====== PROVIDED DATA

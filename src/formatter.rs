//! Series formatting for the charting layer.
//!
//! Rows become [`SeriesPoint`]s labelled `"<Mon> <Year>"`, and axis/tooltip numbers are
//! abbreviated through a [`NumberFormatStrategy`]. Two threshold tables ship with the
//! crate: the compact `K`/`M` style and the Indonesian `Ribu`/`Juta`/`Miliar` style.

use crate::aggregator::AggregateRow;
use crate::cumulative::CumulativeRow;
use crate::error::Result;
use crate::period::{month_name, PeriodKey};
use crate::schema::{NumberLocale, ValueType};
use crate::utils::round_to;
use serde::Serialize;

pub trait NumberFormatStrategy {
    fn format(&self, value: f64) -> String;
}

#[derive(Debug, Clone, PartialEq)]
pub struct MagnitudeTier {
    pub threshold: f64,
    pub divisor: f64,
    pub decimals: usize,
    pub suffix: &'static str,
}

/// Threshold-table formatter. Tiers are checked in order against the absolute value;
/// values below every tier print as a whole number.
#[derive(Debug, Clone, PartialEq)]
pub struct ThresholdFormat {
    tiers: Vec<MagnitudeTier>,
}

impl ThresholdFormat {
    pub fn new(mut tiers: Vec<MagnitudeTier>) -> Self {
        tiers.sort_by(|a, b| b.threshold.total_cmp(&a.threshold));
        Self { tiers }
    }

    /// `1.5M`, `15K`, `999`.
    pub fn compact() -> Self {
        Self::new(vec![
            MagnitudeTier {
                threshold: 1_000_000.0,
                divisor: 1_000_000.0,
                decimals: 1,
                suffix: "M",
            },
            MagnitudeTier {
                threshold: 1_000.0,
                divisor: 1_000.0,
                decimals: 0,
                suffix: "K",
            },
        ])
    }

    /// `2.5 Miliar`, `1.2 Juta`, `15 Ribu`.
    pub fn indonesian() -> Self {
        Self::new(vec![
            MagnitudeTier {
                threshold: 1_000_000_000.0,
                divisor: 1_000_000_000.0,
                decimals: 1,
                suffix: " Miliar",
            },
            MagnitudeTier {
                threshold: 1_000_000.0,
                divisor: 1_000_000.0,
                decimals: 1,
                suffix: " Juta",
            },
            MagnitudeTier {
                threshold: 1_000.0,
                divisor: 1_000.0,
                decimals: 0,
                suffix: " Ribu",
            },
        ])
    }

    pub fn tiers(&self) -> &[MagnitudeTier] {
        &self.tiers
    }
}

impl NumberFormatStrategy for ThresholdFormat {
    /// The tier is chosen from the value as it would print, so `999.7` reads `1K`
    /// rather than `1000`, and `999_950` reads `1.0M` rather than `1000K`.
    fn format(&self, value: f64) -> String {
        let mut shown = round_to(value, 0);
        let mut chosen = None;

        for tier in self.tiers.iter().rev() {
            if shown.abs() < tier.threshold {
                break;
            }
            let scaled = round_to(value / tier.divisor, tier.decimals as u32);
            shown = scaled * tier.divisor;
            chosen = Some((tier, scaled));
        }

        match chosen {
            Some((tier, scaled)) => format!("{:.*}{}", tier.decimals, scaled, tier.suffix),
            None => format!("{:.0}", without_negative_zero(shown)),
        }
    }
}

fn without_negative_zero(value: f64) -> f64 {
    if value == 0.0 {
        0.0
    } else {
        value
    }
}

impl NumberLocale {
    pub fn strategy(self) -> ThresholdFormat {
        match self {
            NumberLocale::Compact => ThresholdFormat::compact(),
            NumberLocale::Indonesian => ThresholdFormat::indonesian(),
        }
    }
}

/// `"Jan 2024"`.
pub fn period_label(year: i32, month: u32) -> Result<String> {
    Ok(format!("{} {}", month_name(month)?, year))
}

#[derive(Debug, Clone, PartialEq, Serialize)]
pub struct SeriesPoint {
    pub period: String,
    pub period_key: PeriodKey,
    #[serde(skip_serializing_if = "Option::is_none")]
    pub business_unit_id: Option<String>,
    pub target: f64,
    pub actual: f64,
    pub difference: f64,
    pub percentage: f64,
    pub amount: f64,
    pub count: usize,
    #[serde(skip_serializing_if = "Option::is_none")]
    pub cumulative_target: Option<f64>,
    #[serde(skip_serializing_if = "Option::is_none")]
    pub cumulative_actual: Option<f64>,
    #[serde(skip_serializing_if = "Option::is_none")]
    pub cumulative_difference: Option<f64>,
    #[serde(skip_serializing_if = "Option::is_none")]
    pub cumulative_percentage: Option<f64>,
}

impl SeriesPoint {
    fn from_row(row: &AggregateRow) -> Result<Self> {
        Ok(Self {
            period: period_label(row.year(), row.month())?,
            period_key: row.period_key(),
            business_unit_id: row.business_unit_id().map(str::to_string),
            target: row.target(),
            actual: row.actual(),
            difference: row.difference(),
            percentage: row.percentage(),
            amount: row.amount(),
            count: row.count(),
            cumulative_target: None,
            cumulative_actual: None,
            cumulative_difference: None,
            cumulative_percentage: None,
        })
    }

    fn from_cumulative(row: &CumulativeRow) -> Result<Self> {
        let mut point = Self::from_row(row.row())?;
        point.cumulative_target = Some(row.cumulative_target());
        point.cumulative_actual = Some(row.cumulative_actual());
        point.cumulative_difference = Some(row.cumulative_difference());
        point.cumulative_percentage = Some(row.cumulative_percentage());
        Ok(point)
    }

    /// The scalar a single-series chart plots for `value_type`.
    pub fn value(&self, value_type: ValueType) -> f64 {
        match value_type {
            ValueType::Target => self.target,
            ValueType::Actual => self.actual,
            ValueType::Amount => self.amount,
            ValueType::Count => self.count as f64,
            ValueType::Difference => self.difference,
            ValueType::Percentage => self.percentage,
        }
    }
}

/// Display-ready series. An empty series is valid and flagged with `no_data`.
#[derive(Debug, Clone, PartialEq, Serialize)]
pub struct FormattedSeries {
    pub points: Vec<SeriesPoint>,
    pub no_data: bool,
}

impl FormattedSeries {
    fn from_points(points: Vec<SeriesPoint>) -> Self {
        let no_data = points.is_empty();
        Self { points, no_data }
    }

    pub fn labels(&self) -> Vec<&str> {
        self.points.iter().map(|p| p.period.as_str()).collect()
    }

    pub fn values(&self, value_type: ValueType) -> Vec<f64> {
        self.points.iter().map(|p| p.value(value_type)).collect()
    }

    pub fn formatted_values(
        &self,
        value_type: ValueType,
        strategy: &dyn NumberFormatStrategy,
    ) -> Vec<String> {
        self.points
            .iter()
            .map(|p| strategy.format(p.value(value_type)))
            .collect()
    }
}

pub fn format_rows(rows: &[AggregateRow]) -> Result<FormattedSeries> {
    let points = rows
        .iter()
        .map(SeriesPoint::from_row)
        .collect::<Result<Vec<_>>>()?;
    Ok(FormattedSeries::from_points(points))
}

pub fn format_cumulative(rows: &[CumulativeRow]) -> Result<FormattedSeries> {
    let points = rows
        .iter()
        .map(SeriesPoint::from_cumulative)
        .collect::<Result<Vec<_>>>()?;
    Ok(FormattedSeries::from_points(points))
}
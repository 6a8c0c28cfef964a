use chrono::NaiveDate;
use sales_dashboard_series::*;

fn main() -> Result<()> {
    println!("📊 Target vs Actual Demo\n");

    let props = r#"{"data": [
        {"year": 2023, "month": 11, "business_unit_id": 1, "target": 1200000000, "actual": 950000000},
        {"year": 2023, "month": 12, "business_unit_id": 1, "target": 1200000000, "actual": 1400000000},
        {"year": 2024, "month": 1, "business_unit_id": 1, "target": 1500000000, "actual": 1350000000,
         "amount": 420000000, "status": "Approved", "customer": "PT Maju Jaya"},
        {"year": 2024, "month": 1, "business_unit_id": 2, "target": 800000000, "actual": 910000000,
         "amount": 180000000, "status": "Pending", "customer": "CV Sentosa"},
        {"year": 2024, "month": 2, "business_unit_id": 1, "target": 1500000000, "actual": 1620000000,
         "amount": 95000000, "status": "Approved", "customer": "PT Maju Jaya"},
        {"year": 2024, "month": 2, "business_unit_id": 2, "target": 800000000,
         "amount": 60000000, "status": "Rejected", "customer": "UD Abadi"}
    ]}"#;

    let records = records_from_json(props)?;
    let today = NaiveDate::from_ymd_opt(2024, 2, 20)
        .ok_or_else(|| DashboardSeriesError::InvalidPeriod("2024-02-20".to_string()))?;

    let config = PipelineConfig {
        cumulative: Some(CumulativeScope::PerYear),
        number_format: NumberLocale::Indonesian,
        ..PipelineConfig::default()
    };
    let pipeline = SeriesPipeline::new(config);

    let selection = FilterSelection::all()
        .with_period(PeriodFilter::LastNMonths { months: 6 })
        .with_value_type(ValueType::Actual);
    let data = pipeline.run(&records, &selection, today)?;

    let strategy = pipeline.config().number_format.strategy();
    println!("{:<10} {:>14} {:>14} {:>8} {:>10}", "Period", "Target", "Actual", "%", "Cum %");
    for point in &data.series.points {
        println!(
            "{:<10} {:>14} {:>14} {:>8.2} {:>10}",
            point.period,
            strategy.format(point.target),
            strategy.format(point.actual),
            point.percentage,
            point
                .cumulative_percentage
                .map(|p| format!("{:.0}%", p))
                .unwrap_or_default(),
        );
    }

    println!(
        "\nTotal: {} of {} ({:.2}%)",
        strategy.format(data.total_actual),
        strategy.format(data.total_target),
        data.total_percentage
    );

    println!("\nPurchase orders by status:");
    for row in &data.status_breakdown {
        println!("  {:<10} {:>3}  {}", row.status, row.count, strategy.format(row.amount));
    }

    println!("\nTop customers:");
    for (rank, customer) in data.top_customers.iter().enumerate() {
        println!(
            "  {}. {:<14} {}",
            rank + 1,
            customer.customer,
            ThresholdFormat::compact().format(customer.amount)
        );
    }

    let unit_only = selection.with_business_unit("2");
    let series = pipeline.series(&records, &unit_only, today)?;
    if series.no_data {
        println!("\nBusiness unit 2: no data");
    } else {
        println!("\nBusiness unit 2 periods: {}", series.labels().join(", "));
    }

    Ok(())
}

============

EXERCISE AIM:
The word to find is "today". Copy every line of the data that holds it.

SOLUTION TO THIS TASK:
    let today = NaiveDate::from_ymd_opt(2024, 2, 20)
    let data = pipeline.run(&records, &selection, today)?;
    let series = pipeline.series(&records, &unit_only, today)?;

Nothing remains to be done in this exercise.